*Records for the exercise:*
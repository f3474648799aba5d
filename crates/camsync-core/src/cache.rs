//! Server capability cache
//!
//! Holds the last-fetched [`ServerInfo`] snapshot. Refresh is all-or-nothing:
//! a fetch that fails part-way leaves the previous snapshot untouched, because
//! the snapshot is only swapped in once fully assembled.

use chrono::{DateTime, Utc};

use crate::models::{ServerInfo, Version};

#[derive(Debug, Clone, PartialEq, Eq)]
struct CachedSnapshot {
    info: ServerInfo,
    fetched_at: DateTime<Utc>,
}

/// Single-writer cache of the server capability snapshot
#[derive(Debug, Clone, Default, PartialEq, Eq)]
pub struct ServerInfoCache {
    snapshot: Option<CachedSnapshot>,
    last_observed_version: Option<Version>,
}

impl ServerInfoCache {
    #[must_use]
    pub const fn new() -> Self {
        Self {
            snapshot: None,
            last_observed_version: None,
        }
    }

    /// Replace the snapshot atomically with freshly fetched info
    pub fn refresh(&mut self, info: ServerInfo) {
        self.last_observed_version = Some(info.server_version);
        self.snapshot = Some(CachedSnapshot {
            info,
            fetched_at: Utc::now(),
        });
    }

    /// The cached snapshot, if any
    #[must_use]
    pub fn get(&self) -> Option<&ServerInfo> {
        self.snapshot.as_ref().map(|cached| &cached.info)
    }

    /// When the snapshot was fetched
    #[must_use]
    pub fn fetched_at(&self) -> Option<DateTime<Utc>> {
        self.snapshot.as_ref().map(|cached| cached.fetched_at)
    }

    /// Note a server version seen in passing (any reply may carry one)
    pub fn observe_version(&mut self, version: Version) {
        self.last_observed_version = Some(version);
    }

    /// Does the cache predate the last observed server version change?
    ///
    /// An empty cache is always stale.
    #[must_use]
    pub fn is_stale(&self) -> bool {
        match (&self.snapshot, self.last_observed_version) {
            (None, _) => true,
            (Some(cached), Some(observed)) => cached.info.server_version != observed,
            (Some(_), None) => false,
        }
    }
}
==
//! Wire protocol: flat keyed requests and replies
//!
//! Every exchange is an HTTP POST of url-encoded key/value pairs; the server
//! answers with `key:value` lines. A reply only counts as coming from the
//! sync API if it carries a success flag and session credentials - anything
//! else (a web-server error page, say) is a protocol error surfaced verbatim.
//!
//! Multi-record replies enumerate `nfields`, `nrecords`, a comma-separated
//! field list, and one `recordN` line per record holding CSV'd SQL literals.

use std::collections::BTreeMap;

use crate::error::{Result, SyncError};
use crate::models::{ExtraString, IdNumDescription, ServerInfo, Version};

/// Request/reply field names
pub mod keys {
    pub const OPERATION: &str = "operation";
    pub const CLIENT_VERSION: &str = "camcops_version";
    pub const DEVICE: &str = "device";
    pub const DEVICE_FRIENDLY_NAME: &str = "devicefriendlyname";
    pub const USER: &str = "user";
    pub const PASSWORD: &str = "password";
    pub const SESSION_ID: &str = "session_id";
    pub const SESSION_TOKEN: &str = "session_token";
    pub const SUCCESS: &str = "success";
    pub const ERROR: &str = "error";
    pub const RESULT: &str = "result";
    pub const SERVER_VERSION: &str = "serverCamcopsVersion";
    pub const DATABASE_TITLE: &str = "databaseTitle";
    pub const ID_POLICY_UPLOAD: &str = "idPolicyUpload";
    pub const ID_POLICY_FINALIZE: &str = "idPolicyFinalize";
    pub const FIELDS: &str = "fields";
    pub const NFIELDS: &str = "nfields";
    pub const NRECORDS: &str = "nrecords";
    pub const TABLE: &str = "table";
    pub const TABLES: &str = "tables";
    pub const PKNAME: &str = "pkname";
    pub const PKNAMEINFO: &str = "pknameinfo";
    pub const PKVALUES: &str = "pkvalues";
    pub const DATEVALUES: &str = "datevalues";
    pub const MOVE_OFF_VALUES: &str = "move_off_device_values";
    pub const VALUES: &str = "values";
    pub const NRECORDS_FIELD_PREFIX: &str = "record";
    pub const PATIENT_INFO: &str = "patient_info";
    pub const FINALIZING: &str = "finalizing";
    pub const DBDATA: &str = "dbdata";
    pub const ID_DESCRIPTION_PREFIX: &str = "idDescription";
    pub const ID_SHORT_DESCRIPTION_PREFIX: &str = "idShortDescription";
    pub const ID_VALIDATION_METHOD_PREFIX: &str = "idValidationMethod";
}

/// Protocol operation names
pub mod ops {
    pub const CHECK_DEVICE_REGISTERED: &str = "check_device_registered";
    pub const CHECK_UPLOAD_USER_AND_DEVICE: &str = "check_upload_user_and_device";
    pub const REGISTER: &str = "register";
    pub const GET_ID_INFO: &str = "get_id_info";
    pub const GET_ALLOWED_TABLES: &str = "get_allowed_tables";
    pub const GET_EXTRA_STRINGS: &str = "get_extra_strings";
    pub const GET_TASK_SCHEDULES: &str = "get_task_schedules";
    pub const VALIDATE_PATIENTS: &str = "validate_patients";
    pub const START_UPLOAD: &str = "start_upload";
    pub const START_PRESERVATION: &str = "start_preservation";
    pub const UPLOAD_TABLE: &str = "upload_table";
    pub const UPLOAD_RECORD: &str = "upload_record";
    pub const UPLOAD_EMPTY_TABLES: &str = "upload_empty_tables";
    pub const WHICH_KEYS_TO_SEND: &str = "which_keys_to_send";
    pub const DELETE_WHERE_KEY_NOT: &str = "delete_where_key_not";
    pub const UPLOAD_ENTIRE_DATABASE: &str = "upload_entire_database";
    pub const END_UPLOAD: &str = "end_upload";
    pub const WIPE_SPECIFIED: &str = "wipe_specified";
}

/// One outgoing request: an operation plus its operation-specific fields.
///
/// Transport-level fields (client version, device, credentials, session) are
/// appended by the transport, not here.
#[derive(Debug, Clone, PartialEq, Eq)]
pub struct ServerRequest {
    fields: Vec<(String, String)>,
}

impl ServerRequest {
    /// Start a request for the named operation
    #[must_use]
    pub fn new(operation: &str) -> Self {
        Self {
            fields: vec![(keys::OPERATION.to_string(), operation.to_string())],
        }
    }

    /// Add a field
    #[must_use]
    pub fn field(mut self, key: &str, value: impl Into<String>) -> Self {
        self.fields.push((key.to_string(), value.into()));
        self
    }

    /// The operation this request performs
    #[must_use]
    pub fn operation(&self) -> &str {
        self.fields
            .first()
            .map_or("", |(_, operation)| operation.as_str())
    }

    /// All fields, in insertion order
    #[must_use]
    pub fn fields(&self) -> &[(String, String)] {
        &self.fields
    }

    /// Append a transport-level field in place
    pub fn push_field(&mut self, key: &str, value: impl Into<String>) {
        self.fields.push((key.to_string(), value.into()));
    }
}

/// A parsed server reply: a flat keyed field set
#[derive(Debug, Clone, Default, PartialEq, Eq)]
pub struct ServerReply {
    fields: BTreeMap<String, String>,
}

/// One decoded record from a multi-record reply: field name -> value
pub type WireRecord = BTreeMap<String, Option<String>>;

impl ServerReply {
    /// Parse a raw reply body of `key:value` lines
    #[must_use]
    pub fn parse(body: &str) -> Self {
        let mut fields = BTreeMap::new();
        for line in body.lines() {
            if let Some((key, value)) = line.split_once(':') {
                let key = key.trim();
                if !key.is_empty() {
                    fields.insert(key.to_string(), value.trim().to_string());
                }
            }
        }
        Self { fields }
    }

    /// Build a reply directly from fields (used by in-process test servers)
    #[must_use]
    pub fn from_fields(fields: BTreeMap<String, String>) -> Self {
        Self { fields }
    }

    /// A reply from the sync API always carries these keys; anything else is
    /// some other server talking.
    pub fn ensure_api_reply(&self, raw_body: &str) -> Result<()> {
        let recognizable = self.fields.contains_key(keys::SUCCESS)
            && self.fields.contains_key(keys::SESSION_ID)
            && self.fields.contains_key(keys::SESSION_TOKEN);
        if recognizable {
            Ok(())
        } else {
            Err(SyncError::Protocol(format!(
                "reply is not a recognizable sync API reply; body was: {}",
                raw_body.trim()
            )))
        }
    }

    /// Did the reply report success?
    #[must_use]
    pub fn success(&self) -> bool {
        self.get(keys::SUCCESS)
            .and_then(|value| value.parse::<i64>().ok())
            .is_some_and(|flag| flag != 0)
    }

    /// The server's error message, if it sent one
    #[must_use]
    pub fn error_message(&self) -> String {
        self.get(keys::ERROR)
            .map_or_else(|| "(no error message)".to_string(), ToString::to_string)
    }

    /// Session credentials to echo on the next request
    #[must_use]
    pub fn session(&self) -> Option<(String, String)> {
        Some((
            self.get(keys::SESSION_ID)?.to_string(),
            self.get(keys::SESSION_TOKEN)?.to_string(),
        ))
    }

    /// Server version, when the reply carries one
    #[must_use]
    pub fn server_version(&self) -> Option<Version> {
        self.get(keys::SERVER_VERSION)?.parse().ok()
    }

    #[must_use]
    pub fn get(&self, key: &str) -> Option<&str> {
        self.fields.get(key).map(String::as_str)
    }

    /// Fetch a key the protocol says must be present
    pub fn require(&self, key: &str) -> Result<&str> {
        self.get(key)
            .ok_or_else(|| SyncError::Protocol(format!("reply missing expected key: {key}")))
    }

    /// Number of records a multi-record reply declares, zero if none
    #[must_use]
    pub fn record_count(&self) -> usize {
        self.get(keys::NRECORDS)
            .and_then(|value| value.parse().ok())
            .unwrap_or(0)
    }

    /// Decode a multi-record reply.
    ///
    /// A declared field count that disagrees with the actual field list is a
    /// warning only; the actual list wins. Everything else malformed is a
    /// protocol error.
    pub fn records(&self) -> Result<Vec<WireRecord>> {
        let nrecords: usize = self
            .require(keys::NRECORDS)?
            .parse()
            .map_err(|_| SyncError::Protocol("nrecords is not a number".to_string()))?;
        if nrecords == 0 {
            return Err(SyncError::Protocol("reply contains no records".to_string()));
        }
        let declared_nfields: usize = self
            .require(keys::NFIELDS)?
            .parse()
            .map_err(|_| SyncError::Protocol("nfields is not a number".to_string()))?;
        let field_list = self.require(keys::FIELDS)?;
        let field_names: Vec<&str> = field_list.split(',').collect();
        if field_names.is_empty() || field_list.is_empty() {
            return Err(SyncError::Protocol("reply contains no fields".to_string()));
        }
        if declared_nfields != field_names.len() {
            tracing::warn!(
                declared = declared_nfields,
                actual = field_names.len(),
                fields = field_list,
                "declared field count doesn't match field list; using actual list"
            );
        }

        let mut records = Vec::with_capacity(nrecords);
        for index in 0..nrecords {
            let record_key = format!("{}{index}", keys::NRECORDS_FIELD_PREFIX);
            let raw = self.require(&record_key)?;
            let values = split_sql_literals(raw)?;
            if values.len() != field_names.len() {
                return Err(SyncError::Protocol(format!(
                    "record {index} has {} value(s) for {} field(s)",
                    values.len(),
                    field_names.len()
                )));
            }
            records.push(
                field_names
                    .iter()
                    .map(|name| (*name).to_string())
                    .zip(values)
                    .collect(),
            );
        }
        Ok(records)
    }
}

*Exercise description:* Using only the entries above, output the line with "repository f3474648799aba5d", the line with "snapshot untouched, because", and all lines between them, exactly as they stand.

*Response:*
repository f3474648799aba5d
filename crates/camsync-core/src/cache.rs
//! Server capability cache
//!
//! Holds the last-fetched [`ServerInfo`] snapshot. Refresh is all-or-nothing:
//! a fetch that fails part-way leaves the previous snapshot untouched, because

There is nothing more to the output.